Top of Supplied information

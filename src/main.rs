use anyhow::{Context, Result};
use clap::{Args, Parser, Subcommand};
use log::info;
use rendercache::cdp::ChromeLauncher;
use rendercache::postgres::PostgresStore;
use rendercache::store::Network;
use rendercache::{
    Environment, EsploraStatusSource, LoopConfig, PoolConfig, RenderConfig, RenderCursorLoop, StableRenderer,
    Supervisor, TxStatusConfig, TxStatusLoop, Viewport, WorkerPool,
};
use sqlx::postgres::PgPoolOptions;
use std::path::PathBuf;
use std::sync::Arc;
use url::Url;

#[derive(Parser)]
#[command(name = "rendercache", version, about = "Stable headless-browser render cache")]
struct Cli {
    #[command(subcommand)]
    command: Command,
}

#[derive(Subcommand)]
enum Command {
    /// Run the render loop and the transaction status loop until Ctrl-C
    Run(RunArgs),
    /// Render a single URL to a PNG file
    Render(RenderArgs),
}

#[derive(Args)]
struct RunArgs {
    #[arg(long, env = "DATABASE_URL")]
    database_url: String,

    #[arg(long, env = "DATABASE_MAX_CONNECTIONS", default_value_t = 5)]
    max_connections: u32,

    /// Server that serves `/content/:id` to the browser
    #[arg(long, env = "RENDER_BASE_URL", default_value = "http://127.0.0.1:3000")]
    base_url: String,

    #[arg(long, env = "RENDERCACHE_ENV", value_enum, default_value_t = Environment::Development)]
    env: Environment,

    /// Overrides the environment's default pool size
    #[arg(long, env = "RENDER_POOL_SIZE")]
    pool_size: Option<usize>,

    #[arg(long, env = "RENDER_BATCH_SIZE", default_value_t = 5)]
    batch_size: usize,

    #[arg(long, env = "ESPLORA_MAINNET_URL")]
    esplora_mainnet_url: Option<String>,

    #[arg(long, env = "ESPLORA_TESTNET_URL")]
    esplora_testnet_url: Option<String>,

    #[arg(long, env = "ESPLORA_SIGNET_URL")]
    esplora_signet_url: Option<String>,

    #[arg(long, env = "ESPLORA_REGTEST_URL")]
    esplora_regtest_url: Option<String>,
}

#[derive(Args)]
struct RenderArgs {
    url: String,

    #[arg(long, short)]
    out: PathBuf,

    /// Capture the whole document instead of the viewport
    #[arg(long)]
    full_page: bool,

    #[arg(long, default_value_t = 800)]
    width: u32,

    #[arg(long, default_value_t = 600)]
    height: u32,
}

impl RunArgs {
    fn status_endpoints(&self) -> std::collections::HashMap<Network, String> {
        let mut endpoints = EsploraStatusSource::default_endpoints();
        let overrides = [
            (Network::Mainnet, &self.esplora_mainnet_url),
            (Network::Testnet, &self.esplora_testnet_url),
            (Network::Signet, &self.esplora_signet_url),
            (Network::Regtest, &self.esplora_regtest_url),
        ];
        for (network, url) in overrides {
            if let Some(url) = url {
                endpoints.insert(network, url.clone());
            }
        }
        endpoints
    }
}

async fn run(args: RunArgs) -> Result<()> {
    let base_url = Url::parse(&args.base_url).with_context(|| format!("invalid base url {}", args.base_url))?;

    let mut pool_config = PoolConfig::for_environment(args.env);
    if let Some(size) = args.pool_size {
        pool_config = pool_config.with_size(size);
    }
    let render_config = RenderConfig::default().with_viewport(pool_config.viewport);
    let launcher = ChromeLauncher::new(render_config.viewport, render_config.navigation_timeout);

    info!("Starting {} browser instances ({:?})", pool_config.size, args.env);
    let pool = Arc::new(WorkerPool::new(launcher, pool_config));
    pool.initialize().await.context("failed to start browser pool")?;
    let renderer = Arc::new(StableRenderer::new(Arc::clone(&pool), render_config)?);

    let db = PgPoolOptions::new()
        .max_connections(args.max_connections)
        .connect(&args.database_url)
        .await
        .context("failed to connect to database")?;
    let store = Arc::new(PostgresStore::new(db));

    let render_loop = Arc::new(RenderCursorLoop::new(
        store.clone(),
        renderer,
        LoopConfig::default()
            .with_content_base_url(base_url.as_str())
            .with_batch_size(args.batch_size),
    ));
    let source = Arc::new(EsploraStatusSource::new(args.status_endpoints())?);
    let tx_loop = Arc::new(TxStatusLoop::new(store, source, TxStatusConfig::default()));

    let supervisor = Supervisor::new(pool);
    supervisor.start(render_loop, tx_loop);

    tokio::signal::ctrl_c().await.context("failed to listen for Ctrl-C")?;
    info!("Received Ctrl-C");
    supervisor.shutdown().await;
    Ok(())
}

async fn render_one(args: RenderArgs) -> Result<()> {
    let viewport = Viewport {
        width: args.width,
        height: args.height,
    };
    let config = RenderConfig::default().with_viewport(viewport);
    let launcher = ChromeLauncher::new(viewport, config.navigation_timeout).with_stray_reaping(false);
    let pool = Arc::new(WorkerPool::new(
        launcher,
        PoolConfig::default().with_size(1).with_viewport(viewport),
    ));
    let renderer = StableRenderer::new(Arc::clone(&pool), config)?;

    let result = renderer.render_content(&args.url, args.full_page).await;
    pool.close_all().await;
    let output = result?;

    std::fs::write(&args.out, &output.content)
        .with_context(|| format!("failed to write {}", args.out.display()))?;
    println!("{} {} bytes -> {}", output.status, output.content.len(), args.out.display());
    Ok(())
}

#[tokio::main]
async fn main() -> Result<()> {
    env_logger::Builder::from_env(env_logger::Env::default().default_filter_or("rendercache=info")).init();

    match Cli::parse().command {
        Command::Run(args) => run(args).await,
        Command::Render(args) => render_one(args).await,
    }
}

Bottom of Supplied information

▶ The problem
Each line above that contains the string "Parser" should be identified and copied.

▶ Solution to this exercise
use clap::{Args, Parser, Subcommand};
#[derive(Parser)]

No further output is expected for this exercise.